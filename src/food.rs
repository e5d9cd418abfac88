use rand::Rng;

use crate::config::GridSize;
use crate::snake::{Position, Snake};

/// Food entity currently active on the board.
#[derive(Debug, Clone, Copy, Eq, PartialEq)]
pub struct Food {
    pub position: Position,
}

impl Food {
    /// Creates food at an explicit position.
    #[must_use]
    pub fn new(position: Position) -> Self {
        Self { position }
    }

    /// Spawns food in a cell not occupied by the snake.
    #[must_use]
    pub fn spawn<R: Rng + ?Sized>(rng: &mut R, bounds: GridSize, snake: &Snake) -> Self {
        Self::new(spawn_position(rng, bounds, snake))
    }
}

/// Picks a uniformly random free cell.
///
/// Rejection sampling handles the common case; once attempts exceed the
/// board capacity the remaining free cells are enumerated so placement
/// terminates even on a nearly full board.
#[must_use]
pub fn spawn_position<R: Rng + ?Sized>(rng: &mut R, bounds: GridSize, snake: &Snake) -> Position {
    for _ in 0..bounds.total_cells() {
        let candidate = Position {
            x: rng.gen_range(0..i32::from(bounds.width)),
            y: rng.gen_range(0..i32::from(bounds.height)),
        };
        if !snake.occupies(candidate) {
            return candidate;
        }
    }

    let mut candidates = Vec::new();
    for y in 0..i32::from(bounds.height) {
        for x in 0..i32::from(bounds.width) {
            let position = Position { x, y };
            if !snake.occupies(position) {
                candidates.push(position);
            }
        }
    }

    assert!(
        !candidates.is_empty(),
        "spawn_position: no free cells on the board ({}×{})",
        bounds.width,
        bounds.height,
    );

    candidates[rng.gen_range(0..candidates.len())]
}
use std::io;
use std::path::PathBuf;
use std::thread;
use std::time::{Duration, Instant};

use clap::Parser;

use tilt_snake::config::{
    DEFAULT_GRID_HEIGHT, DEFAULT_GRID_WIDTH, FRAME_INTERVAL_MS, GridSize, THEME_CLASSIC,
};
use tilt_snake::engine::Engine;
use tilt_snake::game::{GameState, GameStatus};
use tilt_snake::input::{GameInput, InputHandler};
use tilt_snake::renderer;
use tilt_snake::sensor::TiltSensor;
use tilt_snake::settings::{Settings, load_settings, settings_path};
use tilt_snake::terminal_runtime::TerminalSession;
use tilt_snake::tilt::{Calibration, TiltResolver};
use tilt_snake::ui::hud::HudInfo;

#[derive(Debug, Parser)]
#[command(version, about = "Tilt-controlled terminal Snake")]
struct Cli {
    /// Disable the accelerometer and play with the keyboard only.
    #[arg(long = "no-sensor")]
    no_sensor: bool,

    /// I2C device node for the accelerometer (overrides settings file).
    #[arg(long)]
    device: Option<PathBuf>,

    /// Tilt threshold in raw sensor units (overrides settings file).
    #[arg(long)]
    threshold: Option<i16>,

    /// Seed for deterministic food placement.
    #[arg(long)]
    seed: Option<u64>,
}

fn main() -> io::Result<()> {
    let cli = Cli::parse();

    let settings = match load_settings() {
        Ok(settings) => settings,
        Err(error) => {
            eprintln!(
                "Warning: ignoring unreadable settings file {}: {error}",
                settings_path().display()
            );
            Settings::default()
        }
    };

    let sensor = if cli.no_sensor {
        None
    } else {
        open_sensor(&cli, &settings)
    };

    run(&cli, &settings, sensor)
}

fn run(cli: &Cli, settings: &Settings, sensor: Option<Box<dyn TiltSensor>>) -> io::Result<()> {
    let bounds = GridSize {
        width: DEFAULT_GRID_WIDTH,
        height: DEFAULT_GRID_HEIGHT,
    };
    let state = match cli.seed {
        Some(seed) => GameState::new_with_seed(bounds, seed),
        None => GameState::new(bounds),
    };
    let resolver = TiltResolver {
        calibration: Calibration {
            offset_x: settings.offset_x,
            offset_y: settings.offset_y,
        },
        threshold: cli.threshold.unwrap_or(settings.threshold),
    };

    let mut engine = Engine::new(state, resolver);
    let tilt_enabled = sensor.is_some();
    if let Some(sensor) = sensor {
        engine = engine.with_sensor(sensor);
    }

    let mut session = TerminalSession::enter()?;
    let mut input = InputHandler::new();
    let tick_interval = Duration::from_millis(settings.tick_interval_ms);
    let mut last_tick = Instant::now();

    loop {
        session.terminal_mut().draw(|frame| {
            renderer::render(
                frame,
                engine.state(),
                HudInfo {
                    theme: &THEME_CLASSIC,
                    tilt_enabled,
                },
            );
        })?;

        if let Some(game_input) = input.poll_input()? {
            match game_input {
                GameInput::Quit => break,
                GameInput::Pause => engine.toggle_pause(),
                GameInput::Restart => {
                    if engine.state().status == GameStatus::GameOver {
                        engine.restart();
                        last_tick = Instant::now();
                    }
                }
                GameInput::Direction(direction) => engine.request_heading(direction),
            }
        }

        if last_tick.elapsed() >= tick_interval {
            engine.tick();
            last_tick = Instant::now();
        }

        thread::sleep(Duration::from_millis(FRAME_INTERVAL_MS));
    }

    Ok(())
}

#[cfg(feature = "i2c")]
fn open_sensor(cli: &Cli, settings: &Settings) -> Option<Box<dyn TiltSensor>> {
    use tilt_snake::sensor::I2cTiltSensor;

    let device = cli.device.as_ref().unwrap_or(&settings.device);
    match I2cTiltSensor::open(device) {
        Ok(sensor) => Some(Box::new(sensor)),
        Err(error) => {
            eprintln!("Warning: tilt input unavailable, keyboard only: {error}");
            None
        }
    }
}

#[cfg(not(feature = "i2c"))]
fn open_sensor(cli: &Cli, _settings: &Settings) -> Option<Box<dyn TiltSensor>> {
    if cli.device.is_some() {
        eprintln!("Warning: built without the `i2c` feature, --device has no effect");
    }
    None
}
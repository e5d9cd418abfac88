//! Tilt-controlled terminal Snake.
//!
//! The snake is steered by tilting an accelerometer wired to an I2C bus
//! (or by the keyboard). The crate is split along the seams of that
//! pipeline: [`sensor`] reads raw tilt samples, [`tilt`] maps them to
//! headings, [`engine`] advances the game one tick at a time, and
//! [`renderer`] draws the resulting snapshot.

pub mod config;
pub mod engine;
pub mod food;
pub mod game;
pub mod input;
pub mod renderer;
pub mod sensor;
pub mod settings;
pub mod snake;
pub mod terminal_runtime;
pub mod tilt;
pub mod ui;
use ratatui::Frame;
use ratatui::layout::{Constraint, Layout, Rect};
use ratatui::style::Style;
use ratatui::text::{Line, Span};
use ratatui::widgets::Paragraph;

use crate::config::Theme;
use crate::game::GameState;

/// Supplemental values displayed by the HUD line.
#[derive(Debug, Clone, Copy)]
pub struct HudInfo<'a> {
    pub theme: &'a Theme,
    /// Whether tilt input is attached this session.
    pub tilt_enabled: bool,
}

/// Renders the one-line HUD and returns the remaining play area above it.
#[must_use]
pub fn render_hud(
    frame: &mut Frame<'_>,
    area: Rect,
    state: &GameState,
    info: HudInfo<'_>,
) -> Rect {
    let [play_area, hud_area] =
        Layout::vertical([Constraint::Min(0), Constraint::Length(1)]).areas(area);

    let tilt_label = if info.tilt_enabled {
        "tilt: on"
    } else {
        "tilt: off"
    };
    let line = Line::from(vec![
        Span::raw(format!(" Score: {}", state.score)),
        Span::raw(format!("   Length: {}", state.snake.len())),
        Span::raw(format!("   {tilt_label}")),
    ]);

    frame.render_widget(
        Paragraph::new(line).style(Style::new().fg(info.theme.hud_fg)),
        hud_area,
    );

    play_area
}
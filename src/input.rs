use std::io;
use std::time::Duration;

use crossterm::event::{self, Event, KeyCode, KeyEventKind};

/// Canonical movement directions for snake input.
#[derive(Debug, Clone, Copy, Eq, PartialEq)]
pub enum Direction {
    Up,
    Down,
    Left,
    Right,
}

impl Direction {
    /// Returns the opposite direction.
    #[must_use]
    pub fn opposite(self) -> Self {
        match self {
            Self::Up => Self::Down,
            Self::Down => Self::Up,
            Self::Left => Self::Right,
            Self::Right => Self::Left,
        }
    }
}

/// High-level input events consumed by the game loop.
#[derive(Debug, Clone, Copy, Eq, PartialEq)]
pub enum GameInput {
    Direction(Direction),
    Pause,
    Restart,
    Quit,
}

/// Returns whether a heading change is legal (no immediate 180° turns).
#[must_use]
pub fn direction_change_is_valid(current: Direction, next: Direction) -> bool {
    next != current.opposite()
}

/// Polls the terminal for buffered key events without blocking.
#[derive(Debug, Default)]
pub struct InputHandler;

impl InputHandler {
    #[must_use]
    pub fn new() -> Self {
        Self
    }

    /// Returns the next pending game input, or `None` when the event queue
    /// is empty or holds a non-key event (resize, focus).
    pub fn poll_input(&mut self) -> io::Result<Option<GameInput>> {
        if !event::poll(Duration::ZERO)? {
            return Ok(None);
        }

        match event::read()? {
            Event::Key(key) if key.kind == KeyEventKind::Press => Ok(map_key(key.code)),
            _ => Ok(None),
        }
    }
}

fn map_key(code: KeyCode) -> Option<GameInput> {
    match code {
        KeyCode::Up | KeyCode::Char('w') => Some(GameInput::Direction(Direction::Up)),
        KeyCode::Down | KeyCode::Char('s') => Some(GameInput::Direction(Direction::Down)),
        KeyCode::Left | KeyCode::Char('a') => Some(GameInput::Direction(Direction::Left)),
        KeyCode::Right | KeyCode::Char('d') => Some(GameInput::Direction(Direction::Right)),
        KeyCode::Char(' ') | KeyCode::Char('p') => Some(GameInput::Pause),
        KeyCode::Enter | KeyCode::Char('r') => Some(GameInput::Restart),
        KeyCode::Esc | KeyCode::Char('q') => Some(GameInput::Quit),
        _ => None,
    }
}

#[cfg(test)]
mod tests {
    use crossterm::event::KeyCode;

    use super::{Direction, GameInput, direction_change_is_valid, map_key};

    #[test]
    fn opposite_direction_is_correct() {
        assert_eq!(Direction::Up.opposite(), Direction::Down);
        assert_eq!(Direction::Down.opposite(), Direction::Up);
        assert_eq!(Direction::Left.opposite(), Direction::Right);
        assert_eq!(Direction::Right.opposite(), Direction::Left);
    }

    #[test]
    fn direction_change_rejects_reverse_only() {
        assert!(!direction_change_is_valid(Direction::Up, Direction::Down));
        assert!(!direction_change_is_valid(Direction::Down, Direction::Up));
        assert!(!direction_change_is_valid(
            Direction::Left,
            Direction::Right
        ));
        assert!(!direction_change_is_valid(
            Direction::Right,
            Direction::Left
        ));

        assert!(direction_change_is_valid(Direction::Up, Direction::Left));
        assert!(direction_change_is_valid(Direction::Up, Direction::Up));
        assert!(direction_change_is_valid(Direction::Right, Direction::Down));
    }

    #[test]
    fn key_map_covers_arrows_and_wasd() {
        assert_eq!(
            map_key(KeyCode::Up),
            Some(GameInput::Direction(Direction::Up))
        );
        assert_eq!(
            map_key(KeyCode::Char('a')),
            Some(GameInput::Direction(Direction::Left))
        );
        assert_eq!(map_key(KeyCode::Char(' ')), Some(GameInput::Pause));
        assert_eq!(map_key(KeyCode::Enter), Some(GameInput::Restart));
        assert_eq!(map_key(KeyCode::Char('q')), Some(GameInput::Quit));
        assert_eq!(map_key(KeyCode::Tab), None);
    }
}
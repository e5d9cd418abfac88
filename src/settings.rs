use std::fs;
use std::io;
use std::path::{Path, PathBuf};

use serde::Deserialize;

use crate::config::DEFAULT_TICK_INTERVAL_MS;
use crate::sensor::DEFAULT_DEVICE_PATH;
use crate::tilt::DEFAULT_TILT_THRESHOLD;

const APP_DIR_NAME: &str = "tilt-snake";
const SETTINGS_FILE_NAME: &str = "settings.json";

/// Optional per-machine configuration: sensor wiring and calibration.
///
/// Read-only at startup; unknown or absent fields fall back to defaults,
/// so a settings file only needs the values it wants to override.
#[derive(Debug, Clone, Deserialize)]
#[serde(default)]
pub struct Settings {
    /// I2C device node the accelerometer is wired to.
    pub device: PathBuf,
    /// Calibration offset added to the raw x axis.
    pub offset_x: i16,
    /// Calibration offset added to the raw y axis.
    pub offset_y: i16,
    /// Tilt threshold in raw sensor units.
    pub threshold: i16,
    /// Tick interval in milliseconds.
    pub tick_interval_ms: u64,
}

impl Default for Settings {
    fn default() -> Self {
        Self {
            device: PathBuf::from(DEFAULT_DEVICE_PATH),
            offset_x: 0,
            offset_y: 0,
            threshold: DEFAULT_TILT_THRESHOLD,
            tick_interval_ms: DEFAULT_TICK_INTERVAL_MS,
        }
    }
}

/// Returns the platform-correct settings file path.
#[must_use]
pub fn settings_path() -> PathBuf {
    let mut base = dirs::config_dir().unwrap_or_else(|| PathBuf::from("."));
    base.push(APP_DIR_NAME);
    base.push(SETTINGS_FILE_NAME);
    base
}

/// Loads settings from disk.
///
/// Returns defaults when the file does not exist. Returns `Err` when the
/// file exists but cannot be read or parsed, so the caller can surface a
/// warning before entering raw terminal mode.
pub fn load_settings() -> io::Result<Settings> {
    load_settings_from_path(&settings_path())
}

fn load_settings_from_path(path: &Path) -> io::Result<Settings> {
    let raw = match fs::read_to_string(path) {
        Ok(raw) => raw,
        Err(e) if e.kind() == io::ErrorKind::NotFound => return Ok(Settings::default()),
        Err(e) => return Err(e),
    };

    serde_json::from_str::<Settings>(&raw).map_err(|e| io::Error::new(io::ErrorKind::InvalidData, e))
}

• EXERCISE REQUIREMENTS:
Please transcribe exactly the lines above from the line that has "input unavailable, keyboard" up to and including the line that has "use crate::game::GameState;"; no other line belongs in the answer.

• OUTPUT:
            eprintln!("Warning: tilt input unavailable, keyboard only: {error}");
            None
        }
    }
}

#[cfg(not(feature = "i2c"))]
fn open_sensor(cli: &Cli, _settings: &Settings) -> Option<Box<dyn TiltSensor>> {
    if cli.device.is_some() {
        eprintln!("Warning: built without the `i2c` feature, --device has no effect");
    }
    None
}
repository e5d9cd418abfac88
//! Tilt-controlled terminal Snake.
//!
//! The snake is steered by tilting an accelerometer wired to an I2C bus
//! (or by the keyboard). The crate is split along the seams of that
//! pipeline: [`sensor`] reads raw tilt samples, [`tilt`] maps them to
//! headings, [`engine`] advances the game one tick at a time, and
//! [`renderer`] draws the resulting snapshot.

pub mod config;
pub mod engine;
pub mod food;
pub mod game;
pub mod input;
pub mod renderer;
pub mod sensor;
pub mod settings;
pub mod snake;
pub mod terminal_runtime;
pub mod tilt;
pub mod ui;
use ratatui::Frame;
use ratatui::layout::{Constraint, Layout, Rect};
use ratatui::style::Style;
use ratatui::text::{Line, Span};
use ratatui::widgets::Paragraph;

use crate::config::Theme;
use crate::game::GameState;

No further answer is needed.